中国から1万8000人が国外逃亡? 汚職マネーが流出する
福建省人民検察院政策研究室副主幹の林雪標氏によると、国連腐敗防止条約と国際組織犯罪防止条約の二つが発効する直前の03年8月、汚職官僚が国外に逃亡しようとする事件が多発した。北京や天津、上海、広州などの空港で、60人以上が逮捕された。また国際組織犯罪防止条約が発効した後の03年9月から10月には、150人以上が逮捕された。
ワースト2は金融と国有企業
資金の不正持ち出しと国外逃亡が多いのは、金融業と(金融以外の)国有企業だ。政府系機関の国家社会科学基金の調査によると、国外逃亡を企てた者のうち、この2業態が87%を占めている。

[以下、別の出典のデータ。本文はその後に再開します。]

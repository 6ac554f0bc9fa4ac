#![cfg(feature = "reqwest")]

// std
use std::collections::HashMap;
// self
use oauth2_authsch::{
	_preludet::*,
	auth::DEFAULT_SCOPE,
	flows::AuthSch,
	options::AuthSchOptions,
	provider::{GrantType, ResponseType, SecurityCheck},
};

fn adapter(scope: Option<&str>) -> ReqwestTestAdapter {
	AuthSch::new(test_options(scope)).expect("Adapter should build from valid options.")
}

fn params_of(url: &Url) -> HashMap<String, String> {
	url.query_pairs().into_owned().collect()
}

#[test]
fn default_scope_is_requested_without_override() {
	let request = adapter(None).authorization_request();

	assert_eq!(request.endpoint.as_str(), "https://auth.sch.bme.hu/site/login");
	assert_eq!(request.scope.as_str(), DEFAULT_SCOPE);
	assert_eq!(request.response_type, ResponseType::Code);
	assert_eq!(request.client_id, TEST_CLIENT_ID);

	let pairs = params_of(&request.url());

	assert_eq!(pairs.len(), 3);
	assert_eq!(pairs.get("scope").map(String::as_str), Some("basic mail sn givenName displayName"));
	assert_eq!(pairs.get("response_type").map(String::as_str), Some("code"));
	assert_eq!(pairs.get("client_id").map(String::as_str), Some(TEST_CLIENT_ID));
}

#[test]
fn scope_override_is_requested_verbatim() {
	let scope = "basic mail eduPersonEntitlement bmeunitscope";
	let request = adapter(Some(scope)).authorization_request();
	let params = request.params();

	assert_eq!(params[0], ("scope", scope));
	assert_eq!(params_of(&request.url()).get("scope").map(String::as_str), Some(scope));
}

#[test]
fn authorize_url_carries_host_state() {
	let redirect_uri = Url::parse("https://app.example.com/api/auth/callback/authsch")
		.expect("Redirect URI should parse successfully.");
	let url = adapter(None).authorization_request().authorize_url("state-123", &redirect_uri);
	let pairs = params_of(&url);

	assert_eq!(pairs.get("state").map(String::as_str), Some("state-123"));
	assert_eq!(pairs.get("redirect_uri").map(String::as_str), Some(redirect_uri.as_str()));
	assert_eq!(pairs.get("client_id").map(String::as_str), Some(TEST_CLIENT_ID));
}

#[test]
fn token_request_preserves_refresh_token_grant() {
	let adapter = adapter(None);
	let request = adapter.token_request();

	assert_eq!(request.endpoint.as_str(), "https://auth.sch.bme.hu/oauth2/token");
	assert_eq!(request.grant_type, GrantType::RefreshToken);
	assert_eq!(request.params().get("grant_type").map(String::as_str), Some("refresh_token"));
	assert!(adapter.descriptor.requires(SecurityCheck::State));

	let client = adapter.oauth2_client().expect("oauth2 client should build.");

	assert_eq!(client.client_id().as_str(), TEST_CLIENT_ID);
	assert_eq!(client.token_uri().as_str(), "https://auth.sch.bme.hu/oauth2/token");
}

#[test]
fn invalid_options_fail_construction() {
	let err = AuthSch::new(AuthSchOptions::new("", TEST_CLIENT_SECRET))
		.expect_err("Missing client identifiers must be rejected.");

	assert!(matches!(err, Error::Config(_)));
}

驚かされるのは、その金額の多さだ。00年にオーストラリアから送還された上海の企業社長の横領金額は7億6000万米ドル。01年に中国銀行の支店長が共謀者と着服した金額は4億8300万米ドル。05年に中国銀行の支店長が国外に持ち出した金額は8億3900万元(約109億円)だった。
「国外逃亡した汚職官僚の多くは国有企業の幹部か出先機関のトップで、経営と財務の両面で絶対的な支配権を持っており、国有資産をほしいままにしている」と李氏は言う。
李氏は、「『裸官』(妻子を国外に移住させ単身で国内に残っている官僚)が国外逃亡の予備軍だ」と指摘する。